Amazon wants an army of couriers it can control without having the risks and costs associated with hiring them. Introducing the Delivery Service Partner program (DSP), where Amazon will train people to operate their own delivery businesses but with a crucial difference: they'll be limited to delivering Amazon packages only.
Amazon starts off DSPs with five routes/day and monitors their performance. "Successful owners add five additional routes in their 5th, 9th, and 11th week, bringing their business to 20 or more routes after three months."
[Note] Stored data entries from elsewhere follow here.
//! Error types for Shelfmark extraction.
//!
//! [`ShelfmarkError`] covers everything that can go wrong while fetching or
//! parsing a single page. The extractor folds these into an
//! [`ExtractionFailure`](crate::ExtractionFailure) value at its boundary, so
//! callers of [`Extractor::extract`](crate::Extractor::extract) never see them
//! directly.
//!
//! # Example
//!
//! ```rust
//! use shelfmark_core::{ShelfmarkError, Result};
//!
//! fn require_body(html: &str) -> Result<&str> {
//!     if html.trim().is_empty() {
//!         return Err(ShelfmarkError::NoContent);
//!     }
//!     Ok(html)
//! }
//! ```

use std::path::PathBuf;
use thiserror::Error;

/// Main error type for fetching and extraction operations.
#[derive(Error, Debug)]
pub enum ShelfmarkError {
    /// HTTP request errors from reqwest.
    ///
    /// Covers DNS failures, refused connections, TLS problems and body
    /// decoding errors.
    #[error("HTTP request failed: {0}")]
    HttpError(#[from] reqwest::Error),

    /// Request timeout.
    #[error("Request timed out after {timeout} seconds")]
    Timeout { timeout: u64 },

    /// The server answered with a non-success status.
    #[error("Server responded with HTTP {status}")]
    HttpStatus { status: u16 },

    /// Invalid URL provided.
    #[error("Invalid URL: {0}")]
    InvalidUrl(String),

    /// HTML parsing errors, including invalid CSS selectors.
    #[error("Failed to parse HTML: {0}")]
    HtmlParseError(String),

    /// Content is not readable (score below threshold).
    ///
    /// Navigation pages, search results and near-empty pages usually end up
    /// here.
    #[error("Content is not readable (score {score} below threshold {threshold})")]
    NotReadable { score: f64, threshold: f64 },

    /// No content could be extracted from the document.
    #[error("No content could be extracted from the document")]
    NoContent,

    /// File not found.
    #[error("File not found: {0}")]
    FileNotFound(PathBuf),

    /// I/O errors while reading local input.
    #[error("I/O error: {0}")]
    Io(#[from] std::io::Error),

    /// The blocking parse task panicked or was cancelled.
    #[error("Extraction task failed: {0}")]
    Task(#[from] tokio::task::JoinError),
}

/// Result type alias for ShelfmarkError.
pub type Result<T> = std::result::Result<T, ShelfmarkError>;

#[cfg(test)]
mod tests {
    use super::*;

    #[test]
    fn test_error_display() {
        let err = ShelfmarkError::InvalidUrl("not a url".to_string());
        assert!(err.to_string().contains("Invalid URL"));
    }

    #[test]
    fn test_not_readable_error() {
        let err = ShelfmarkError::NotReadable { score: 15.0, threshold: 20.0 };
        assert!(err.to_string().contains("15"));
        assert!(err.to_string().contains("20"));
    }

    #[test]
    fn test_status_error() {
        let err = ShelfmarkError::HttpStatus { status: 404 };
        assert_eq!(err.to_string(), "Server responded with HTTP 404");
    }
}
What happens if they have a bad week due to circumstances outside their control? It's easy to see how this could happen: vans break down, employees quit or don't meet their performance standards, auto accidents occur - the list goes on. Amazon could reduce the DSP's routes, presumably with or without cause.
It seems unlikely Amazon will guarantee the number of routes it will provide DSPs, and the revenue figures it quotes in its brochure are based on a fleet size of between 20 - 40 vans (that would require a sizable number of employees). "As a result, a delivery company may not achieve the revenue figures in the range until it operates a fleet size of 20 to 40 vans for a full year, if ever."
The brochure states:
Successful owners can expect:
- Startup costs as low as $10K
- Annual revenue potential: $1M - 4.5M
- Annual profit potential: $75K - 300K
*Figures are projections for owners operating with 20 to 40 vans.
Amazon said over time, it would empower hundreds of new small business owners to hire tens of thousands of delivery drivers across the US.
The announcement comes a week after the White House announced its inclination to privatize the US Postal Service.
Amazon is increasingly building out its own logistics to ensure it can deliver orders to customers, and while that's good for sellers who use its FBA program, it does nothing to help merchants and retailers who don't sell through the Amazon platform.